- _What you are asked to do_:
Transcribe the records below exactly, from their first line through the line containing "pub use tv::Tv;". Omit every line after it.

Records from a data collection
use clap::ValueEnum;
use serde::{Deserialize, Serialize};

/// Device variant. Variants differ only in their constructor defaults.
#[derive(Debug, Clone, Copy, PartialEq, Eq, Serialize, Deserialize, ValueEnum)]
#[serde(rename_all = "kebab-case")]
pub enum DeviceKind {
    Tv,
    Radio,
}

#[derive(Debug, Clone, Copy, PartialEq, Eq, Serialize, Deserialize, ValueEnum)]
#[serde(rename_all = "kebab-case")]
pub enum RemoteKind {
    Basic,
    Advanced,
}

/// A single user intent, dispatched to a remote by the session runner.
#[derive(Debug, Clone, Copy, PartialEq, Eq, Serialize, Deserialize, ValueEnum)]
#[serde(rename_all = "kebab-case")]
pub enum Command {
    TogglePower,
    VolumeUp,
    VolumeDown,
    ChannelUp,
    ChannelDown,
    Mute,
}

impl Command {
    /// Commands outside the basic capability set need the advanced remote.
    pub fn requires_advanced(&self) -> bool {
        matches!(self, Command::Mute)
    }
}

impl std::fmt::Display for Command {
    fn fmt(&self, f: &mut std::fmt::Formatter<'_>) -> std::fmt::Result {
        let name = match self {
            Command::TogglePower => "toggle-power",
            Command::VolumeUp => "volume-up",
            Command::VolumeDown => "volume-down",
            Command::ChannelUp => "channel-up",
            Command::ChannelDown => "channel-down",
            Command::Mute => "mute",
        };
        write!(f, "{}", name)
    }
}

impl std::fmt::Display for DeviceKind {
    fn fmt(&self, f: &mut std::fmt::Formatter<'_>) -> std::fmt::Result {
        match self {
            DeviceKind::Tv => write!(f, "tv"),
            DeviceKind::Radio => write!(f, "radio"),
        }
    }
}

impl std::fmt::Display for RemoteKind {
    fn fmt(&self, f: &mut std::fmt::Formatter<'_>) -> std::fmt::Result {
        match self {
            RemoteKind::Basic => write!(f, "basic"),
            RemoteKind::Advanced => write!(f, "advanced"),
        }
    }
}
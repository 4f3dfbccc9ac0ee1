// Devices layer: concrete implementations of the Device capability set.

pub mod radio;
pub mod tv;

pub use radio::Radio;
pub use tv::Tv;
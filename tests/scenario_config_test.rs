use tempfile::TempDir;
use zapper::utils::validation::Validate;
use zapper::{
    Command, Device, DeviceKind, Radio, RemoteKind, ScenarioConfig, Session, Tv, ZapperError,
};

fn write_scenario(dir: &TempDir, name: &str, content: &str) -> std::path::PathBuf {
    let path = dir.path().join(name);
    std::fs::write(&path, content).unwrap();
    path
}

#[test]
fn scenario_file_loads_and_runs_end_to_end() {
    let dir = TempDir::new().unwrap();
    let path = write_scenario(
        &dir,
        "evening.toml",
        r#"
[scenario]
name = "evening-radio"

device = "radio"
remote = "advanced"
commands = ["toggle-power", "mute"]
"#,
    );

    let scenario = ScenarioConfig::from_file(&path).unwrap();
    scenario.validate().unwrap();

    assert_eq!(scenario.device, DeviceKind::Radio);
    assert_eq!(scenario.remote, RemoteKind::Advanced);

    let mut session = Session::new(Radio::new(), scenario.remote);
    session.run(&scenario.commands).unwrap();
    assert!(session.device().is_enabled());
    assert_eq!(session.device().volume(), 0);
    assert_eq!(session.device().channel(), 100);
}

#[test]
fn missing_scenario_file_is_an_io_error() {
    let dir = TempDir::new().unwrap();
    let err = ScenarioConfig::from_file(dir.path().join("nope.toml")).unwrap_err();
    assert!(matches!(err, ZapperError::IoError(_)));
}

#[test]
fn malformed_scenario_file_is_a_toml_error() {
    let dir = TempDir::new().unwrap();
    let path = write_scenario(&dir, "broken.toml", "device = \"toaster\"\n");
    let err = ScenarioConfig::from_file(&path).unwrap_err();
    assert!(matches!(err, ZapperError::TomlError(_)));
}

#[test]
fn basic_scenario_with_mute_fails_validation_before_running() {
    let dir = TempDir::new().unwrap();
    let path = write_scenario(
        &dir,
        "bad.toml",
        r#"
[scenario]
name = "bad"

device = "tv"
remote = "basic"
commands = ["mute"]
"#,
    );

    let scenario = ScenarioConfig::from_file(&path).unwrap();
    let err = scenario.validate().unwrap_err();
    assert!(matches!(err, ZapperError::InvalidConfigValue { .. }));

    // The runtime guard catches it too if validation is skipped.
    let mut session = Session::new(Tv::new(), scenario.remote);
    let err = session.run(&[Command::Mute]).unwrap_err();
    assert!(matches!(err, ZapperError::UnsupportedCommand { .. }));
}
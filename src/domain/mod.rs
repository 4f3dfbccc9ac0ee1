// Domain layer: command/device vocabulary and the device port. No external
// dependencies beyond serde and clap derives.

pub mod model;
pub mod ports;
use std::fs;
use std::path::PathBuf;
use std::process::ExitCode;

use clap::{Parser, ValueEnum};
use log::{error, info};

use groebner_min::cover::Espresso;
use groebner_min::error::Error;
use groebner_min::formula::RewriteStrategy;
use groebner_min::pipeline::{run, Minimizer, Options};
use groebner_min::pla::TruthTable;
use groebner_min::stats::RunStatistics;
use groebner_min::synth::{SynthConfig, MAX_DEPTH};

#[derive(Debug, Clone, Copy, ValueEnum)]
enum MinimizerArg {
    /// In-process prime implicants and greedy cover
    Prime,
    /// External espresso executable
    Espresso,
}

#[derive(Debug, Clone, Copy, ValueEnum)]
enum RewriteArg {
    /// Repeat the rewrite pass until nothing changes
    Fixpoint,
    /// Exactly two rewrite passes
    TwoPass,
}

#[derive(Debug, Parser)]
#[command(author, version, about = "Groebner bases for Boolean function minimization")]
struct Cli {
    /// Espresso input file (PLA format), or a bit-CSV directory with `--bit`.
    #[arg(value_name = "INPUT")]
    input: PathBuf,

    /// Store the generated formula and run statistics in this file.
    #[arg(long, value_name = "FILE")]
    output: Option<PathBuf>,

    /// Synthesize the complement and negate the result.
    #[arg(long)]
    negate: bool,

    /// Print statistics about this run.
    #[arg(long)]
    stats: bool,

    /// Print more verbose information.
    #[arg(short, long, conflicts_with = "quiet")]
    verbose: bool,

    /// Print warnings and errors only.
    #[arg(short, long)]
    quiet: bool,

    /// Two-level minimizer used by the ideal oracle.
    #[arg(long, value_enum, default_value = "prime")]
    minimizer: MinimizerArg,

    /// Path to the espresso executable.
    #[arg(long, value_name = "PATH", env = "ESPRESSO_EXECUTABLE", default_value = "espresso")]
    espresso: PathBuf,

    /// Extra argument passed to espresso (repeatable).
    #[arg(long, value_name = "ARG", allow_hyphen_values = true)]
    espresso_arg: Vec<String>,

    /// Read output bit K from a bit-CSV directory.
    #[arg(long, value_name = "K")]
    bit: Option<usize>,

    /// Recursion depth limit.
    #[arg(long, value_name = "INT", default_value_t = MAX_DEPTH)]
    max_depth: usize,

    /// Size budget of the top-level synthesis.
    #[arg(long, value_name = "INT")]
    budget: Option<usize>,

    /// Rewrite strategy.
    #[arg(long, value_enum, default_value = "fixpoint")]
    rewrite: RewriteArg,

    /// Write the final formula tree in DOT format.
    #[arg(long, value_name = "FILE")]
    dot: Option<PathBuf>,
}

fn main() -> color_eyre::Result<ExitCode> {
    color_eyre::install()?;

    let args = Cli::parse();

    let level = if args.verbose {
        simplelog::LevelFilter::Debug
    } else if args.quiet {
        simplelog::LevelFilter::Warn
    } else {
        simplelog::LevelFilter::Info
    };
    simplelog::TermLogger::init(
        level,
        simplelog::Config::default(),
        simplelog::TerminalMode::Mixed,
        simplelog::ColorChoice::Auto,
    )?;
    info!("args = {:?}", args);

    let table = match args.bit {
        Some(bit) => {
            let table = TruthTable::read_bits_csv(&args.input, bit)?;
            for (i, b) in table.input_bits().iter().enumerate() {
                info!("x[{}] is input bit {}", i, b);
            }
            table
        }
        None => TruthTable::read_pla(&args.input)?,
    };

    let options = Options {
        negate: args.negate,
        minimizer: match args.minimizer {
            MinimizerArg::Prime => Minimizer::Prime,
            MinimizerArg::Espresso => {
                let espresso = Espresso::new(args.espresso.clone());
                Minimizer::Espresso(args.espresso_arg.iter().fold(espresso, |e, a| e.arg(a.as_str())))
            }
        },
        rewrite: match args.rewrite {
            RewriteArg::Fixpoint => RewriteStrategy::Fixpoint,
            RewriteArg::TwoPass => RewriteStrategy::TwoPass,
        },
        synth: SynthConfig {
            max_depth: args.max_depth,
            initial_budget: args.budget.unwrap_or(usize::MAX),
        },
    };

    let mut stats = RunStatistics::new(table.num_vars());
    let outcome = match run(&table, &options, &mut stats) {
        Ok(outcome) => outcome,
        Err(e @ Error::Mismatch { .. }) => {
            error!("Error: {}", e);
            return Ok(ExitCode::FAILURE);
        }
        Err(e) => return Err(e.into()),
    };

    println!("formula = {}", outcome.code);

    if args.stats {
        println!();
        println!("{}", stats);
    }

    if let Some(path) = &args.output {
        fs::write(path, format!("{}\n{}\n", outcome.code, stats))?;
        info!("Wrote {}", path.display());
    }

    if let Some(path) = &args.dot {
        fs::write(path, outcome.formula.to_dot()?)?;
        info!("Wrote {}", path.display());
    }

    Ok(ExitCode::SUCCESS)
}
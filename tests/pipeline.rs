//! End-to-end tests: truth tables in, checked formulas out.

use groebner_min::error::Error;
use groebner_min::formula::{Formula, RewriteStrategy};
use groebner_min::pipeline::{run, Options};
use groebner_min::pla::TruthTable;
use groebner_min::stats::RunStatistics;
use groebner_min::synth::SynthConfig;
use groebner_min::types::Point;

fn minimize(table: &TruthTable, options: &Options) -> Formula {
    let mut stats = RunStatistics::default();
    let outcome = run(table, options, &mut stats).unwrap();
    for &(point, value) in table.records() {
        assert_eq!(outcome.formula.evaluate(point), value, "{} at {}", outcome.code, point);
    }
    assert_eq!(stats.formula_size, outcome.size);
    outcome.formula
}

fn table(n: usize, f: impl Fn(Point) -> bool) -> TruthTable {
    TruthTable::from_fn(n, f).unwrap()
}

// ─── Round Trip ────────────────────────────────────────────────────────────────

#[test]
fn roundtrip_small_functions() {
    let functions: Vec<(usize, Box<dyn Fn(Point) -> bool>)> = vec![
        (1, Box::new(|p| !p.get(0))),
        (2, Box::new(|p| p.get(0) && !p.get(1))),
        (2, Box::new(|p| p.get(0) == p.get(1))),
        (3, Box::new(|p| p.get(0) ^ p.get(1) ^ p.get(2))),
        (3, Box::new(|p| if p.get(0) { p.get(1) } else { p.get(2) })),
        (4, Box::new(|p| p.bits().count_ones() == 2)),
        (4, Box::new(|p| (p.get(0) || p.get(1)) && (p.get(2) || p.get(3)))),
        (5, Box::new(|p| p.bits() % 3 == 0)),
    ];
    for (n, f) in functions {
        let t = table(n, f);
        minimize(&t, &Options::default());
        minimize(
            &t,
            &Options {
                negate: true,
                ..Options::default()
            },
        );
    }
}

#[test]
fn roundtrip_all_two_variable_functions() {
    for truth in 0..16u64 {
        let t = table(2, |p| (truth >> p.bits()) & 1 == 1);
        minimize(&t, &Options::default());
    }
}

#[test]
fn roundtrip_pla_input() {
    let text = "\
# 3-input majority
.i 3
.o 1
110 1
101 1
011 1
111 1
.e
";
    let t = TruthTable::parse_pla(text).unwrap();
    let f = minimize(&t, &Options::default());
    assert!(f.size() <= 10, "{}", f);
}

// ─── Options ───────────────────────────────────────────────────────────────────

#[test]
fn depth_zero_still_correct() {
    let t = table(5, |p| (p.get(0) && p.get(1)) ^ (p.get(2) && (p.get(3) || p.get(4))));
    let options = Options {
        synth: SynthConfig {
            max_depth: 0,
            ..SynthConfig::default()
        },
        ..Options::default()
    };
    minimize(&t, &options);
}

#[test]
fn two_pass_and_fixpoint_agree_semantically() {
    let t = table(4, |p| (p.get(0) || p.get(3)) && (p.get(1) ^ p.get(2)));
    let a = minimize(&t, &Options::default());
    let b = minimize(
        &t,
        &Options {
            rewrite: RewriteStrategy::TwoPass,
            ..Options::default()
        },
    );
    for p in Point::all(4) {
        assert_eq!(a.evaluate(p), b.evaluate(p));
    }
}

#[test]
fn tiny_budget_is_exhausted() {
    let t = table(3, |p| p.get(0) ^ (p.get(1) && p.get(2)));
    let options = Options {
        synth: SynthConfig {
            initial_budget: 1,
            ..SynthConfig::default()
        },
        ..Options::default()
    };
    let mut stats = RunStatistics::default();
    assert!(matches!(
        run(&t, &options, &mut stats),
        Err(Error::BudgetExhausted { budget: 1 })
    ));
}

// ─── Statistics ────────────────────────────────────────────────────────────────

#[test]
fn statistics_are_reported() {
    let t = table(3, |p| p.get(0) && (p.get(1) || p.get(2)));
    let mut stats = RunStatistics::default();
    let outcome = run(&t, &Options::default(), &mut stats).unwrap();
    let report = stats.to_string();
    assert!(report.contains("n=3"));
    assert!(report.contains(&format!("tree_size={}", outcome.size)));
    assert!(stats.ideal_calls >= 1);
    assert!(stats.time_total >= stats.time_tree_simplification);
}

- _Solution to the problem_:
use clap::ValueEnum;
use serde::{Deserialize, Serialize};

/// Device variant. Variants differ only in their constructor defaults.
#[derive(Debug, Clone, Copy, PartialEq, Eq, Serialize, Deserialize, ValueEnum)]
#[serde(rename_all = "kebab-case")]
pub enum DeviceKind {
    Tv,
    Radio,
}

#[derive(Debug, Clone, Copy, PartialEq, Eq, Serialize, Deserialize, ValueEnum)]
#[serde(rename_all = "kebab-case")]
pub enum RemoteKind {
    Basic,
    Advanced,
}

/// A single user intent, dispatched to a remote by the session runner.
#[derive(Debug, Clone, Copy, PartialEq, Eq, Serialize, Deserialize, ValueEnum)]
#[serde(rename_all = "kebab-case")]
pub enum Command {
    TogglePower,
    VolumeUp,
    VolumeDown,
    ChannelUp,
    ChannelDown,
    Mute,
}

impl Command {
    /// Commands outside the basic capability set need the advanced remote.
    pub fn requires_advanced(&self) -> bool {
        matches!(self, Command::Mute)
    }
}

impl std::fmt::Display for Command {
    fn fmt(&self, f: &mut std::fmt::Formatter<'_>) -> std::fmt::Result {
        let name = match self {
            Command::TogglePower => "toggle-power",
            Command::VolumeUp => "volume-up",
            Command::VolumeDown => "volume-down",
            Command::ChannelUp => "channel-up",
            Command::ChannelDown => "channel-down",
            Command::Mute => "mute",
        };
        write!(f, "{}", name)
    }
}

impl std::fmt::Display for DeviceKind {
    fn fmt(&self, f: &mut std::fmt::Formatter<'_>) -> std::fmt::Result {
        match self {
            DeviceKind::Tv => write!(f, "tv"),
            DeviceKind::Radio => write!(f, "radio"),
        }
    }
}

impl std::fmt::Display for RemoteKind {
    fn fmt(&self, f: &mut std::fmt::Formatter<'_>) -> std::fmt::Result {
        match self {
            RemoteKind::Basic => write!(f, "basic"),
            RemoteKind::Advanced => write!(f, "advanced"),
        }
    }
}
repository 4f3dfbccc9ac0ee1
// Devices layer: concrete implementations of the Device capability set.

pub mod radio;
pub mod tv;

pub use radio::Radio;
pub use tv::Tv;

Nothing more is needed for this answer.